▶ TASK STATEMENT: Take the line with "pub enum DuplicationPolicy" and all lines after it, through the end of the records below, and repeat them exactly.

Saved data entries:

──────────────────────────────

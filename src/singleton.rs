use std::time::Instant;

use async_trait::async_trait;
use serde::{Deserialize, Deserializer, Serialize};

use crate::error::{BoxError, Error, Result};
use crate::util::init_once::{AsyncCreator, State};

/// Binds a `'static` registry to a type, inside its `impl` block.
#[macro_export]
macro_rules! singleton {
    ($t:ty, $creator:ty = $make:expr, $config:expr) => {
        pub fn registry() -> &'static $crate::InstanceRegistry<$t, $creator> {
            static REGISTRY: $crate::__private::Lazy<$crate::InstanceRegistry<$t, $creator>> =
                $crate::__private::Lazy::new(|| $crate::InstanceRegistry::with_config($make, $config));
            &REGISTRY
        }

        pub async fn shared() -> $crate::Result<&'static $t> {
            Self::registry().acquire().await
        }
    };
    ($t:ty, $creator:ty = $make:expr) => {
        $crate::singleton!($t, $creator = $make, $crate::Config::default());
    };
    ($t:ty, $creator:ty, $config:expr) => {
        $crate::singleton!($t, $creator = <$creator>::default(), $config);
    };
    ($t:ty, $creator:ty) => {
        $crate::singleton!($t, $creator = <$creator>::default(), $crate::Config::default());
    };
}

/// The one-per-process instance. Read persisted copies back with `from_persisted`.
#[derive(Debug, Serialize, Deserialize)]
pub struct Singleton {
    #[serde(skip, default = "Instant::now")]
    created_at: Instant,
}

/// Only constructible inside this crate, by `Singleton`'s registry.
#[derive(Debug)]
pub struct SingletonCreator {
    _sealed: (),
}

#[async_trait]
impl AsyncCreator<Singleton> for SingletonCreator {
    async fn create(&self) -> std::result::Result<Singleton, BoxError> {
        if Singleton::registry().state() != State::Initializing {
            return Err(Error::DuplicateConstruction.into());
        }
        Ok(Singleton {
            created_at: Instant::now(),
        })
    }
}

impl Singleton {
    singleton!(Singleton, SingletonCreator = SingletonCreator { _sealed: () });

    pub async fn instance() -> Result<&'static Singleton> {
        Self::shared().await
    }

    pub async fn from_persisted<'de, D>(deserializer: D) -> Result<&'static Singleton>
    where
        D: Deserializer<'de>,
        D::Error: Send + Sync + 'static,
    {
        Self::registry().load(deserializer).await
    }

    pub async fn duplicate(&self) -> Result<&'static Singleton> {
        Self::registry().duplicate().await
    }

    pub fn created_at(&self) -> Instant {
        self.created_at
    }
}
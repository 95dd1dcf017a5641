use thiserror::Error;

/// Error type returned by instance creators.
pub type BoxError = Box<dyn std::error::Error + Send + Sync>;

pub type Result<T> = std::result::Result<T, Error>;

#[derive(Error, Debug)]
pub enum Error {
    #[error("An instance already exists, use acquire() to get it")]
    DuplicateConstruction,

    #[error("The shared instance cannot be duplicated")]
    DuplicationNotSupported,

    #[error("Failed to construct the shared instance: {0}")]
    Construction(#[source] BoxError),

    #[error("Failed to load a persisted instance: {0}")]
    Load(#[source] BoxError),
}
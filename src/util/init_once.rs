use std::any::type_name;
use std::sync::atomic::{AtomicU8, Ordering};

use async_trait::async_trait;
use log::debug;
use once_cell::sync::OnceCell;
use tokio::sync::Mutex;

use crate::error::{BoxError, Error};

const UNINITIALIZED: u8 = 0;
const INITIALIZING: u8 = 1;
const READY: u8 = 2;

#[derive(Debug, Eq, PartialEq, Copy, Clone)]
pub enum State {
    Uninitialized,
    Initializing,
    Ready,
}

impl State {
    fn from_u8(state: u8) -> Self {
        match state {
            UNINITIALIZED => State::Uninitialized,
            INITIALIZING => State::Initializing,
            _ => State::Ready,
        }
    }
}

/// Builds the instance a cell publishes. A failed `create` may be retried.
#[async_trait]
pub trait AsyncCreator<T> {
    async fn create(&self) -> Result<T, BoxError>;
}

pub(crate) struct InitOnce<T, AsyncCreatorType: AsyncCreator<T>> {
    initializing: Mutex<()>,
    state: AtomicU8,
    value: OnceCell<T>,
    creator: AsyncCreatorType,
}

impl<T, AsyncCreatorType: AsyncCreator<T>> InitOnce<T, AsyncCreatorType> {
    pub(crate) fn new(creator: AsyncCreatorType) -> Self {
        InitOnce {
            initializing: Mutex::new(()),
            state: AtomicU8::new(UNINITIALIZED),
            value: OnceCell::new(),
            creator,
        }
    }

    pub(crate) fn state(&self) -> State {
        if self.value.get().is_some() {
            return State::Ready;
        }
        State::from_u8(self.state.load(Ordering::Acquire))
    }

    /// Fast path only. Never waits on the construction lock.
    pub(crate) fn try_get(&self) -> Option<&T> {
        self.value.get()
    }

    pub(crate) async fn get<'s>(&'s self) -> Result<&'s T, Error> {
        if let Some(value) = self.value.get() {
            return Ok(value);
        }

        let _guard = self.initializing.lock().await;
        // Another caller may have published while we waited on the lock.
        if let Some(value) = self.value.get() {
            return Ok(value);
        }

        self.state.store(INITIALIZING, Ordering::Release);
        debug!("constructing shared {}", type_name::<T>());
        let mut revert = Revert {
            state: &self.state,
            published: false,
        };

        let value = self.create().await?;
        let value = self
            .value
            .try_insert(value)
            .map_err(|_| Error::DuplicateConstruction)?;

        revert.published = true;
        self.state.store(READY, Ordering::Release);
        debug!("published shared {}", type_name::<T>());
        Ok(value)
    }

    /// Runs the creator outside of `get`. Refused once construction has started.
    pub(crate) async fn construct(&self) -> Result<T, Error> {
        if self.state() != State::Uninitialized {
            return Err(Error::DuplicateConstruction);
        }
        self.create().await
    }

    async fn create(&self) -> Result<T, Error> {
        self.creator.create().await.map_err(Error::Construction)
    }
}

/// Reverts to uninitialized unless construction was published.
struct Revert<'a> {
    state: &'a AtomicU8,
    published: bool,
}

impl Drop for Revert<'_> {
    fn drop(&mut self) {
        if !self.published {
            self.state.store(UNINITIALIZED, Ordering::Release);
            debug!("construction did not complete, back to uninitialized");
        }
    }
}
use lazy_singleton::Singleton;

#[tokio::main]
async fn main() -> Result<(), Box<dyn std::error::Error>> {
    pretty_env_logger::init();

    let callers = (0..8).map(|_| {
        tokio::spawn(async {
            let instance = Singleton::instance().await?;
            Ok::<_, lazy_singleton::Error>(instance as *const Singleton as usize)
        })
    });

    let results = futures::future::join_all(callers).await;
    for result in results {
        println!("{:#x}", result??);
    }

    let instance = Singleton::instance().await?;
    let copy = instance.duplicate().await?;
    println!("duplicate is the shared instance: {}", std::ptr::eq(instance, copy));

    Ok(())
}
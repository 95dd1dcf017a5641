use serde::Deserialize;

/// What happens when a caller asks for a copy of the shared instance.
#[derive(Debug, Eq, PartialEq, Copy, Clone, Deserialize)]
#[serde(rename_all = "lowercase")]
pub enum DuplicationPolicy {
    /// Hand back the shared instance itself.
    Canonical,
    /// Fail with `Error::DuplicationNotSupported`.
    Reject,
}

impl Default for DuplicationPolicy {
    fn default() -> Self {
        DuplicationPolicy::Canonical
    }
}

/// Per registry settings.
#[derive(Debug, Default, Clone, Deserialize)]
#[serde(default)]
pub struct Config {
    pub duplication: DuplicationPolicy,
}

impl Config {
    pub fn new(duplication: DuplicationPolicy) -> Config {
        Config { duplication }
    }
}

──────────────────────────────

▶ ANSWER SPACE:
pub enum DuplicationPolicy {
    /// Hand back the shared instance itself.
    Canonical,
    /// Fail with `Error::DuplicationNotSupported`.
    Reject,
}

impl Default for DuplicationPolicy {
    fn default() -> Self {
        DuplicationPolicy::Canonical
    }
}

/// Per registry settings.
#[derive(Debug, Default, Clone, Deserialize)]
#[serde(default)]
pub struct Config {
    pub duplication: DuplicationPolicy,
}

impl Config {
    pub fn new(duplication: DuplicationPolicy) -> Config {
        Config { duplication }
    }
}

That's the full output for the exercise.